Look through the material below and copy every line containing the word "CorpusEnvelope".
---+---
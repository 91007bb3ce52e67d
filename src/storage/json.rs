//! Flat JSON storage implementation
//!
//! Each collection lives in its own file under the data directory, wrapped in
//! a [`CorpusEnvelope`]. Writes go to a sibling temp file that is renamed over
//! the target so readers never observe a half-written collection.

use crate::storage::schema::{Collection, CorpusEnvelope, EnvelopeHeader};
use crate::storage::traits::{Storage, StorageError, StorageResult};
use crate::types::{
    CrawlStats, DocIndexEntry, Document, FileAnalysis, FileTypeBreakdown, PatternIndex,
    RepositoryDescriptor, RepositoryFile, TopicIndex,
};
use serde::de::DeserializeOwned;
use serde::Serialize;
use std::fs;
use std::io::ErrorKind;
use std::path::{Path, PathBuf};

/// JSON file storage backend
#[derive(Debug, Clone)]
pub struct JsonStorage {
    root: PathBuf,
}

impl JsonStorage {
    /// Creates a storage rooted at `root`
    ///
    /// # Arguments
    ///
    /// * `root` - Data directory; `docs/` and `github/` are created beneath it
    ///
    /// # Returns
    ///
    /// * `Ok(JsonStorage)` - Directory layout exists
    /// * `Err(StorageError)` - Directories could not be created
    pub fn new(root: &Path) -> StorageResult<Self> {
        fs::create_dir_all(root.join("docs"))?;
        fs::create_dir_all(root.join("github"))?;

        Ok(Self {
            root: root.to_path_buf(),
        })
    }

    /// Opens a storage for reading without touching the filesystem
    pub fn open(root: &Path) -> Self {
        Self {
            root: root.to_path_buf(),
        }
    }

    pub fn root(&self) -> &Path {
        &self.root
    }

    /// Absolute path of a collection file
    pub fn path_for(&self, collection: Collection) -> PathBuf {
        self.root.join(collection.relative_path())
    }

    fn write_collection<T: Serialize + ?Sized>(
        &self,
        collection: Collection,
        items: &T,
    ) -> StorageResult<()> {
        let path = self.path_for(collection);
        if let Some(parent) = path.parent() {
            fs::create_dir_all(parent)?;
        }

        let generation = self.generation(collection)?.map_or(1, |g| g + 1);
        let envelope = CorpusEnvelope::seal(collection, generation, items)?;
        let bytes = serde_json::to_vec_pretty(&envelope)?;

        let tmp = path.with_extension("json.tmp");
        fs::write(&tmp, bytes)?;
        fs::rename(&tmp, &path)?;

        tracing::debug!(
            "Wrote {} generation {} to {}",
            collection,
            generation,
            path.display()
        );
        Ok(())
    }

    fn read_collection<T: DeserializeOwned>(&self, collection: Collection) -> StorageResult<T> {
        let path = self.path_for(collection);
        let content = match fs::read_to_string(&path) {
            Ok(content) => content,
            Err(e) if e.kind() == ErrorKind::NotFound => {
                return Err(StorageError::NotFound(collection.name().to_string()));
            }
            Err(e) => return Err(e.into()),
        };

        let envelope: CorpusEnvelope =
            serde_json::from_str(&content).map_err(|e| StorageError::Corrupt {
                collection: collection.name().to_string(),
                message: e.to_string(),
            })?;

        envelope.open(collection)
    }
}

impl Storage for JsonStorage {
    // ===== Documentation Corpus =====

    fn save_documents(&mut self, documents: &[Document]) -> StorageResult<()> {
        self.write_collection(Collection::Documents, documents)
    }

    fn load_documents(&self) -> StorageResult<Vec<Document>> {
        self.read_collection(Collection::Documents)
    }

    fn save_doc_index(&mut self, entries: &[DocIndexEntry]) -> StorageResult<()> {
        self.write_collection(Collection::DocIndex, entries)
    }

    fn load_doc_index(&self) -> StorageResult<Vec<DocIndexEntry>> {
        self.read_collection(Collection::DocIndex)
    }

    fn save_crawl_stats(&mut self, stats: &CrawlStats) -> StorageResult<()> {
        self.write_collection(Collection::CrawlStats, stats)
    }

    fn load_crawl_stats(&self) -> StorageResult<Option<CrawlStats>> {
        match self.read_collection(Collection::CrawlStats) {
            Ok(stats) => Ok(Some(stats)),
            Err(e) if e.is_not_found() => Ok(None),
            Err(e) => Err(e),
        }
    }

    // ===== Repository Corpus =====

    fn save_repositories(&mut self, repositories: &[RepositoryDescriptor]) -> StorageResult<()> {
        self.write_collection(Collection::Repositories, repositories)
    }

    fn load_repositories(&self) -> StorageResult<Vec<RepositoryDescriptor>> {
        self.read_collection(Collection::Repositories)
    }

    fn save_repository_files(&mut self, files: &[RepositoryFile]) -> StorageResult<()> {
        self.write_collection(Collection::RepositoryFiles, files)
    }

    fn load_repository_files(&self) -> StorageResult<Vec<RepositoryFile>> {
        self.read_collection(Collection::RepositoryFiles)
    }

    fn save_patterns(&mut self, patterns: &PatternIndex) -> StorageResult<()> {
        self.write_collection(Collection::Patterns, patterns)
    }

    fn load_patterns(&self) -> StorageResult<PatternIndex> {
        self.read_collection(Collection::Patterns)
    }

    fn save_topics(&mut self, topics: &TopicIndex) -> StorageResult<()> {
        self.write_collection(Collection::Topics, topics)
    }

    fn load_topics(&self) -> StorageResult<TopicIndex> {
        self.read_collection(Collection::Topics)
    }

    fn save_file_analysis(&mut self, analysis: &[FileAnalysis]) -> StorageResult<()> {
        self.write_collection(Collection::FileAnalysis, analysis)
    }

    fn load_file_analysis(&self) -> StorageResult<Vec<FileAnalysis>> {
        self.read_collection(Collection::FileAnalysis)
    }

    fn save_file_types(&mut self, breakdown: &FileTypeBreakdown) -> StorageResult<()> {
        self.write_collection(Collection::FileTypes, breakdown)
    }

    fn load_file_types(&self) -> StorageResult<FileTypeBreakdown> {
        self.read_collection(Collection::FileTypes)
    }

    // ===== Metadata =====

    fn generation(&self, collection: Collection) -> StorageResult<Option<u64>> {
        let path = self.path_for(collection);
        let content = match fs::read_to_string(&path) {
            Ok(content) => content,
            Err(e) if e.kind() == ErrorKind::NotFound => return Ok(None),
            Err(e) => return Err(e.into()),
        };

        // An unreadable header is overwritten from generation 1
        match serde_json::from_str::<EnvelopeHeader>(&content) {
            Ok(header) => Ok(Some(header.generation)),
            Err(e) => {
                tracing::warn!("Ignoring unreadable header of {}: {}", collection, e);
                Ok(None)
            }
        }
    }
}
---+---
◆ THE ANSWER:
//! a [`CorpusEnvelope`]. Writes go to a sibling temp file that is renamed over
use crate::storage::schema::{Collection, CorpusEnvelope, EnvelopeHeader};
        let envelope = CorpusEnvelope::seal(collection, generation, items)?;
        let envelope: CorpusEnvelope =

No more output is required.